It's May: The magnolias are blooming, the grass is trending green and there's a chance of snow. It's like a math problem: We all know which one of these isn't like the other.

Enough already with the snow. A joke's a joke, and this spring is shaping up to be a mean one played on gardeners and other Minnesotans itching to enjoy their usual frenzy of pent-up outdoor activities once winter releases its chilly, unflinching grip.

Rationally, we know it has to end soon, that this won't be the year that the glaciers form a convoy line down I-94 from the north, never to recede. But it's tough to think spring will happen when you look out the window on May 2 and can no longer convince yourself that if you squint real hard, that's rain coming down, not snow. I braced myself to wake up to snow accumulation this moring, and was relieved we'd dodged  that bullet. (Sorry, south and east-metro gardeners.)

But the 10-day forecast and our instinct tells us we'll get through this, and so will many of our plants. While I cringe when the snow falls on the nearly bursting buds of my rhododendron, I know that it will likely survive the late snow much better than the damage already done to its lower limbs up to the bunny-on-tiptoe level. The ground isn't frozen, so that will help the snow melt faster, as will the above-freezing temperatures. And our perennials and zone-hardy flowering trees have had the spring rug pulled out from under them before. Some of the early risers might have their blooms nipped in the bud, so to speak, but many of summer's perennials have been cautious.

I'm being more cautious too: With the opening of the farmers markets, I would have bought a passel of bedding plants this weekend, but I'll hold off for now on more tender herbs like basil. But I will plant pea seeds and cold weather crops like lettuce.

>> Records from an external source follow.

use crate::error::{ErrorKind, ExpressionError, Result};
use crate::expression::{Expression, Token};
use crate::operator::OperatorRegistry;

#[derive(Debug, Clone, Copy, PartialEq, Eq)]
enum Item {
    Token(Token),
    Bit(bool),
}

/// Evaluates a validated expression for one assignment.
///
/// `inputs[i]` is the value of `order[i]`. Brackets are collapsed innermost
/// first: every closing bracket reduces the span back to its opening bracket
/// into a single bit, which then takes the place of the whole span. The
/// expression is implicitly wrapped in one outer bracket pair.
pub fn evaluate(
    expression: &Expression,
    order: &[char],
    inputs: &[bool],
    registry: &OperatorRegistry,
) -> Result<bool> {
    let mut stack: Vec<Item> = vec![Item::Token(Token::OpenParen)];

    let closed = expression
        .tokens()
        .iter()
        .copied()
        .chain(std::iter::once(Token::CloseParen));

    for token in closed {
        if token != Token::CloseParen {
            stack.push(Item::Token(token));
            continue;
        }

        let open = stack
            .iter()
            .rposition(|item| *item == Item::Token(Token::OpenParen))
            .ok_or_else(|| {
                ExpressionError::new(ErrorKind::UnbalancedBrackets, "unmatched closing bracket")
            })?;

        let bit = reduce_span(&stack[open + 1..], order, inputs, registry)?;
        stack.truncate(open);
        stack.push(Item::Bit(bit));
    }

    match stack.as_slice() {
        [Item::Bit(bit)] => Ok(*bit),
        _ => Err(ExpressionError::new(
            ErrorKind::AmbiguousPrecedence,
            format!("expression {expression} did not reduce to a single value"),
        )),
    }
}

/// Reduces the contents of one bracket pair to a single bit.
///
/// Operands are resolved in encounter order and negated when directly preceded
/// by `!`; the first operator found combines the first two operands.
fn reduce_span(
    span: &[Item],
    order: &[char],
    inputs: &[bool],
    registry: &OperatorRegistry,
) -> Result<bool> {
    let mut operands: Vec<bool> = Vec::with_capacity(2);
    let mut operator = None;

    for (i, item) in span.iter().enumerate() {
        let value = match item {
            Item::Bit(bit) => *bit,
            Item::Token(Token::Var(v)) => lookup(*v, order, inputs)?,
            Item::Token(Token::Symbol(c)) => {
                if operator.is_none() {
                    operator = Some(registry.lookup(*c)?);
                }
                continue;
            }
            Item::Token(_) => continue,
        };

        let negated = i > 0 && span[i - 1] == Item::Token(Token::Not);
        operands.push(value ^ negated);
    }

    log::trace!("reduce {operands:?} with {operator:?}");

    match (operator, operands.as_slice()) {
        (None, [single]) => Ok(*single),
        (Some(op), [left, right]) => Ok(op.apply(*left, *right)),
        _ => Err(ExpressionError::new(
            ErrorKind::AmbiguousPrecedence,
            format!(
                "span with {} operand(s) and {} operator cannot be reduced",
                operands.len(),
                if operator.is_some() { "an" } else { "no" }
            ),
        )),
    }
}

fn lookup(var: char, order: &[char], inputs: &[bool]) -> Result<bool> {
    order
        .iter()
        .position(|v| *v == var)
        .and_then(|i| inputs.get(i).copied())
        .ok_or_else(|| {
            ExpressionError::new(
                ErrorKind::InvalidOrdering,
                format!("variable {var} has no input bit"),
            )
        })
}

#[cfg(test)]
mod tests {
    use super::*;
    use pretty_assertions::assert_eq;

    fn eval(expr: &str, inputs: &[bool]) -> bool {
        let registry = OperatorRegistry::new();
        let expression = Expression::parse(expr, &registry).unwrap();
        let order = expression.variables();
        evaluate(&expression, &order, inputs, &registry).unwrap()
    }

    #[test]
    fn single_variable() {
        assert!(eval("A", &[true]));
        assert!(!eval("A", &[false]));
        assert!(eval("!A", &[false]));
        assert!(eval("((A))", &[true]));
    }

    #[test]
    fn negated_subexpression() {
        assert!(eval("!(A+B)", &[false, false]));
        assert!(!eval("!(A+B)", &[false, true]));
        assert!(eval("!(A.B).C", &[true, false, true]));
    }

    #[test]
    fn nested_spans_collapse_innermost_first() {
        // A+(B.(C^D))
        assert!(!eval("A+(B.(C^D))", &[false, true, true, true]));
        assert!(eval("A+(B.(C^D))", &[false, true, true, false]));
        assert!(eval("A+(B.(C^D))", &[true, false, false, false]));
    }

    #[test]
    fn repeated_variables_share_one_input() {
        assert!(!eval("A.!A", &[true]));
        assert!(eval("A+!A", &[false]));
    }

    #[test]
    fn missing_input_is_an_error() {
        let registry = OperatorRegistry::new();
        let expression = Expression::parse("A.B", &registry).unwrap();

        assert_eq!(
            evaluate(&expression, &['A'], &[true], &registry)
                .unwrap_err()
                .kind(),
            ErrorKind::InvalidOrdering
        );
    }
}
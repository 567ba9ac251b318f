//! Primitive and data types

use std::fmt;
use thiserror::Error;

/// Built-in primitive types
#[derive(Debug, Clone, Copy, PartialEq, Eq, Hash)]
pub enum PrimitiveType {
    Void,
    Int,
    Double,
    Bool,
    Str,
}

impl PrimitiveType {
    pub const ALL: [PrimitiveType; 5] = [
        PrimitiveType::Void,
        PrimitiveType::Int,
        PrimitiveType::Double,
        PrimitiveType::Bool,
        PrimitiveType::Str,
    ];

    pub fn as_str(&self) -> &'static str {
        match self {
            PrimitiveType::Void => "void",
            PrimitiveType::Int => "int",
            PrimitiveType::Double => "double",
            PrimitiveType::Bool => "bool",
            PrimitiveType::Str => "string",
        }
    }

    /// Look up a primitive by its source spelling
    pub fn from_name(name: &str) -> Option<PrimitiveType> {
        Self::ALL.into_iter().find(|p| p.as_str() == name)
    }
}

impl fmt::Display for PrimitiveType {
    fn fmt(&self, f: &mut fmt::Formatter<'_>) -> fmt::Result {
        f.write_str(self.as_str())
    }
}

/// Name that does not denote any primitive type
#[derive(Error, Debug, Clone, PartialEq, Eq)]
#[error("unknown type '{0}'")]
pub struct UnknownType(pub String);

/// Type of an expression or identifier.
///
/// Equality is structural: function types compare return type and the
/// parameter list element-wise.
#[derive(Debug, Clone, PartialEq, Eq, Hash)]
pub enum DataType {
    Simple(PrimitiveType),
    Function {
        params: Vec<DataType>,
        return_type: Box<DataType>,
    },
}

/// Canonical simple types, indexed in `PrimitiveType::ALL` order
static SIMPLE_TYPES: [DataType; 5] = [
    DataType::Simple(PrimitiveType::Void),
    DataType::Simple(PrimitiveType::Int),
    DataType::Simple(PrimitiveType::Double),
    DataType::Simple(PrimitiveType::Bool),
    DataType::Simple(PrimitiveType::Str),
];

impl DataType {
    /// Shared instance of the simple type wrapping `primitive`
    pub fn of(primitive: PrimitiveType) -> &'static DataType {
        match primitive {
            PrimitiveType::Void => &SIMPLE_TYPES[0],
            PrimitiveType::Int => &SIMPLE_TYPES[1],
            PrimitiveType::Double => &SIMPLE_TYPES[2],
            PrimitiveType::Bool => &SIMPLE_TYPES[3],
            PrimitiveType::Str => &SIMPLE_TYPES[4],
        }
    }

    pub fn void() -> &'static DataType {
        Self::of(PrimitiveType::Void)
    }

    pub fn bool() -> &'static DataType {
        Self::of(PrimitiveType::Bool)
    }

    pub fn function(params: Vec<DataType>, return_type: DataType) -> DataType {
        DataType::Function {
            params,
            return_type: Box::new(return_type),
        }
    }

    /// Resolve a type name written in source
    pub fn from_name(name: &str) -> Result<&'static DataType, UnknownType> {
        PrimitiveType::from_name(name)
            .map(Self::of)
            .ok_or_else(|| UnknownType(name.to_string()))
    }

    pub fn is_simple(&self) -> bool {
        matches!(self, DataType::Simple(_))
    }

    pub fn is_function(&self) -> bool {
        matches!(self, DataType::Function { .. })
    }

    /// Wrapped primitive of a simple type
    pub fn primitive(&self) -> Option<PrimitiveType> {
        match self {
            DataType::Simple(p) => Some(*p),
            DataType::Function { .. } => None,
        }
    }

    pub fn params(&self) -> &[DataType] {
        match self {
            DataType::Function { params, .. } => params,
            DataType::Simple(_) => &[],
        }
    }

    pub fn return_type(&self) -> Option<&DataType> {
        match self {
            DataType::Function { return_type, .. } => Some(return_type),
            DataType::Simple(_) => None,
        }
    }
}

impl From<PrimitiveType> for DataType {
    fn from(primitive: PrimitiveType) -> Self {
        DataType::of(primitive).clone()
    }
}

impl fmt::Display for DataType {
    fn fmt(&self, f: &mut fmt::Formatter<'_>) -> fmt::Result {
        match self {
            DataType::Simple(p) => write!(f, "{}", p),
            DataType::Function { params, return_type } => {
                write!(f, "{} (", return_type)?;
                for (i, param) in params.iter().enumerate() {
                    if i > 0 {
                        f.write_str(", ")?;
                    }
                    write!(f, "{}", param)?;
                }
                f.write_str(")")
            }
        }
    }
}
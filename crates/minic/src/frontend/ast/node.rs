//! Node kinds and per-node annotations

use super::NodeId;
use crate::common::{Position, Span};
use crate::frontend::sema::IdentDescriptor;
use crate::types::{BinaryOp, DataType};

/// A node in the arena
#[derive(Debug, Clone)]
pub struct Node {
    pub kind: NodeKind,
    /// Row/column of the token that started the construct
    pub position: Option<Position>,
    pub span: Span,
    /// Inferred type (filled in during semantic analysis)
    pub node_type: Option<DataType>,
    /// Resolved identifier (filled in during semantic analysis)
    pub node_ident: Option<IdentDescriptor>,
}

impl Node {
    pub fn new(kind: NodeKind, position: Option<Position>, span: Span) -> Self {
        Self {
            kind,
            position,
            span,
            node_type: None,
            node_ident: None,
        }
    }
}

/// Node kinds
#[derive(Debug, Clone, PartialEq)]
pub enum NodeKind {
    /// Literal in source form: `42`, `7.5`, `"text"`, `true`
    Literal(String),

    /// Identifier reference: `a`
    Ident(String),

    /// Type name in a declaration: `int`
    Type(String),

    /// Binary operation: `a + b`
    BinaryOp {
        op: BinaryOp,
        left: NodeId,
        right: NodeId,
    },

    /// Function call: `f(a, b)`
    Call {
        func: NodeId,
        args: Vec<NodeId>,
    },

    /// Implicit conversion inserted by the analyzer
    TypeConvert {
        expr: NodeId,
        target: DataType,
    },

    /// Assignment: `a = expr`
    Assign {
        target: NodeId,
        value: NodeId,
    },

    /// Variable declaration group: `int a, b = 1`
    Vars {
        ty: NodeId,
        vars: Vec<NodeId>,
    },

    /// Return statement: `return expr`
    Return {
        value: NodeId,
    },

    /// If statement: `if (cond) then [else else]`
    If {
        cond: NodeId,
        then_branch: NodeId,
        else_branch: Option<NodeId>,
    },

    /// For loop: `for (init; cond; step) body`; omitted clauses are empty
    /// statement lists
    For {
        init: NodeId,
        cond: NodeId,
        step: NodeId,
        body: NodeId,
    },

    /// Function parameter: `int a`
    Param {
        ty: NodeId,
        name: NodeId,
    },

    /// Function definition
    Func {
        return_type: NodeId,
        name: NodeId,
        params: Vec<NodeId>,
        body: NodeId,
    },

    /// Statement sequence; `program` marks the translation unit root
    StmtList {
        stmts: Vec<NodeId>,
        program: bool,
    },
}

/// Child entry of the tree dump: a real node, or a labelled group that
/// exists only for display
#[derive(Debug, Clone, PartialEq)]
pub enum Child {
    Node(NodeId),
    Group { label: String, children: Vec<NodeId> },
}

impl NodeKind {
    /// Expressions show their inferred type in the dump; statements and
    /// type names do not
    pub fn is_annotated(&self) -> bool {
        matches!(
            self,
            NodeKind::Literal(_)
                | NodeKind::Ident(_)
                | NodeKind::BinaryOp { .. }
                | NodeKind::Call { .. }
                | NodeKind::TypeConvert { .. }
                | NodeKind::Assign { .. }
        )
    }

    /// Child ids in source order
    pub fn child_ids(&self) -> Vec<NodeId> {
        match self {
            NodeKind::Literal(_) | NodeKind::Ident(_) | NodeKind::Type(_) => Vec::new(),
            NodeKind::BinaryOp { left, right, .. } => vec![*left, *right],
            NodeKind::Call { func, args } => std::iter::once(*func).chain(args.iter().copied()).collect(),
            NodeKind::TypeConvert { expr, .. } => vec![*expr],
            NodeKind::Assign { target, value } => vec![*target, *value],
            NodeKind::Vars { ty, vars } => std::iter::once(*ty).chain(vars.iter().copied()).collect(),
            NodeKind::Return { value } => vec![*value],
            NodeKind::If { cond, then_branch, else_branch } => {
                let mut ids = vec![*cond, *then_branch];
                ids.extend(else_branch.iter().copied());
                ids
            }
            NodeKind::For { init, cond, step, body } => vec![*init, *cond, *step, *body],
            NodeKind::Param { ty, name } => vec![*ty, *name],
            NodeKind::Func { return_type, name, params, body } => {
                let mut ids = vec![*return_type, *name];
                ids.extend(params.iter().copied());
                ids.push(*body);
                ids
            }
            NodeKind::StmtList { stmts, .. } => stmts.clone(),
        }
    }

    /// Mutable child slots, in the same order as [`NodeKind::child_ids`]
    pub fn child_slots_mut(&mut self) -> Vec<&mut NodeId> {
        match self {
            NodeKind::Literal(_) | NodeKind::Ident(_) | NodeKind::Type(_) => Vec::new(),
            NodeKind::BinaryOp { left, right, .. } => vec![left, right],
            NodeKind::Call { func, args } => std::iter::once(func).chain(args.iter_mut()).collect(),
            NodeKind::TypeConvert { expr, .. } => vec![expr],
            NodeKind::Assign { target, value } => vec![target, value],
            NodeKind::Vars { ty, vars } => std::iter::once(ty).chain(vars.iter_mut()).collect(),
            NodeKind::Return { value } => vec![value],
            NodeKind::If { cond, then_branch, else_branch } => {
                let mut slots = vec![cond, then_branch];
                slots.extend(else_branch.iter_mut());
                slots
            }
            NodeKind::For { init, cond, step, body } => vec![init, cond, step, body],
            NodeKind::Param { ty, name } => vec![ty, name],
            NodeKind::Func { return_type, name, params, body } => {
                let mut slots = vec![return_type, name];
                slots.extend(params.iter_mut());
                slots.push(body);
                slots
            }
            NodeKind::StmtList { stmts, .. } => stmts.iter_mut().collect(),
        }
    }
}
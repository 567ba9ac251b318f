//! minic - checks a program and prints its annotated syntax tree
//!
//! Usage: minic [OPTIONS] <input>

use anyhow::Context;
use clap::Parser as ClapParser;
use minic::common::DiagnosticReporter;
use minic::{FrontendConfig, Pipeline};
use std::fs;
use std::path::PathBuf;
use std::process;

#[derive(ClapParser, Debug)]
#[command(name = "minic")]
#[command(version)]
#[command(about = "Front end for a small C-like language", long_about = None)]
struct Args {
    /// Input source file
    #[arg(required = true)]
    input: PathBuf,

    /// Program whose declarations become built-in identifiers
    #[arg(short, long)]
    bootstrap: Option<PathBuf>,

    /// Stop after parsing
    #[arg(long)]
    no_check: bool,

    /// Verbose output
    #[arg(short, long)]
    verbose: bool,

    /// Dump the raw AST before analysis (for debugging)
    #[arg(long)]
    dump_ast: bool,

    /// Dump tokens (for debugging)
    #[arg(long)]
    dump_tokens: bool,
}

fn main() {
    let args = Args::parse();

    if let Err(e) = run(&args) {
        eprintln!("error: {:#}", e);
        process::exit(1);
    }
}

fn run(args: &Args) -> anyhow::Result<()> {
    let source = fs::read_to_string(&args.input)
        .with_context(|| format!("cannot read {}", args.input.display()))?;
    let filename = args.input.display().to_string();

    let mut reporter = DiagnosticReporter::new();
    let file_id = reporter.add_file(&filename, &source);

    let config = FrontendConfig {
        dump_tokens: args.dump_tokens,
        dump_ast: args.dump_ast,
        verbose: args.verbose,
    };

    let pipeline = match &args.bootstrap {
        Some(path) => {
            let bootstrap = fs::read_to_string(path)
                .with_context(|| format!("cannot read {}", path.display()))?;
            let bootstrap_id = reporter.add_file(path.display().to_string(), &bootstrap);
            Pipeline::with_bootstrap(&bootstrap, config)
                .inspect_err(|e| reporter.report_error(bootstrap_id, e))?
        }
        None => Pipeline::new(config),
    };

    if args.verbose {
        eprintln!("Compiling {}", filename);
    }

    let result = if args.no_check {
        pipeline.parse(&source)
    } else {
        pipeline.compile(&source)
    };
    let ast = result.inspect_err(|e| reporter.report_error(file_id, e))?;

    for line in ast.dump() {
        println!("{}", line);
    }

    if args.verbose {
        eprintln!("Checked {} nodes", ast.len());
    }

    Ok(())
}
//! Implicit conversion and operator compatibility tables
//!
//! Both tables are declared explicitly. A conversion edge is a single
//! directed hop; `int -> string` is listed on its own, it is not derived
//! from `int -> double -> string`. Order inside each row matters: the
//! analyzer takes the first target that satisfies an operator.

use super::{BinaryOp, DataType, PrimitiveType};
use PrimitiveType::{Bool, Double, Int, Str};

static CONVERSIONS: &[(PrimitiveType, &[PrimitiveType])] = &[
    (Int, &[Double, Bool, Str]),
    (Double, &[Str]),
    (Bool, &[Str]),
];

type Row = &'static [((PrimitiveType, PrimitiveType), PrimitiveType)];

static ARITHMETIC: Row = &[
    ((Int, Int), Int),
    ((Double, Double), Double),
    ((Int, Double), Double),
    ((Double, Int), Double),
];

static ADDITION: Row = &[
    ((Int, Int), Int),
    ((Double, Double), Double),
    ((Str, Str), Str),
    ((Int, Double), Double),
    ((Double, Int), Double),
];

static COMPARISON: Row = &[
    ((Int, Int), Bool),
    ((Double, Double), Bool),
    ((Str, Str), Bool),
];

static BITWISE: Row = &[((Int, Int), Int)];

static LOGICAL: Row = &[((Bool, Bool), Bool)];

fn compatibility(op: BinaryOp) -> Row {
    match op {
        BinaryOp::Add => ADDITION,
        BinaryOp::Sub | BinaryOp::Mul | BinaryOp::Div | BinaryOp::Mod => ARITHMETIC,
        BinaryOp::Gt | BinaryOp::Lt | BinaryOp::Ge | BinaryOp::Le | BinaryOp::Eq | BinaryOp::Ne => {
            COMPARISON
        }
        BinaryOp::BitAnd | BinaryOp::BitOr => BITWISE,
        BinaryOp::LogAnd | BinaryOp::LogOr => LOGICAL,
    }
}

/// Conversion targets of `from`, in declaration order
pub fn conversions_from(from: PrimitiveType) -> &'static [PrimitiveType] {
    CONVERSIONS
        .iter()
        .find(|(source, _)| *source == from)
        .map(|(_, targets)| *targets)
        .unwrap_or_default()
}

/// Whether a value of type `from` may be wrapped in a conversion to `to`.
/// Only simple types take part; identical types need no conversion and
/// are not reported here.
pub fn can_convert(from: &DataType, to: &DataType) -> bool {
    match (from.primitive(), to.primitive()) {
        (Some(from), Some(to)) => conversions_from(from).contains(&to),
        _ => false,
    }
}

/// Result type of `left op right` for an exact operand pair
pub fn binary_result(op: BinaryOp, left: PrimitiveType, right: PrimitiveType) -> Option<PrimitiveType> {
    compatibility(op)
        .iter()
        .find(|(operands, _)| *operands == (left, right))
        .map(|(_, result)| *result)
}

If we're being honest with ourselves, the late spring is only slowing us down so much in the garden. It's kept us from our rush to rake too early, our urge to plant tomatoes before the ground soil is warm enough. If it stays cold much longer, it could shorten the growing season a tad. If so, you might want to check out tomato varieties that like a shorter growing season and the University of Minnesota Extension guide to growing veggies:

Like a sports team coming back from a lockout, we'll rush to get our gardens and ourselves back in top shape. Because hope -- and springs -- spring eternal.

How is the slow spring altering your garden plans? And did you get snow, and if so, what's up (and under it)? I've got ambitious rhubarb, aggressive chives, timid hosta, and one lone, straggly tulip.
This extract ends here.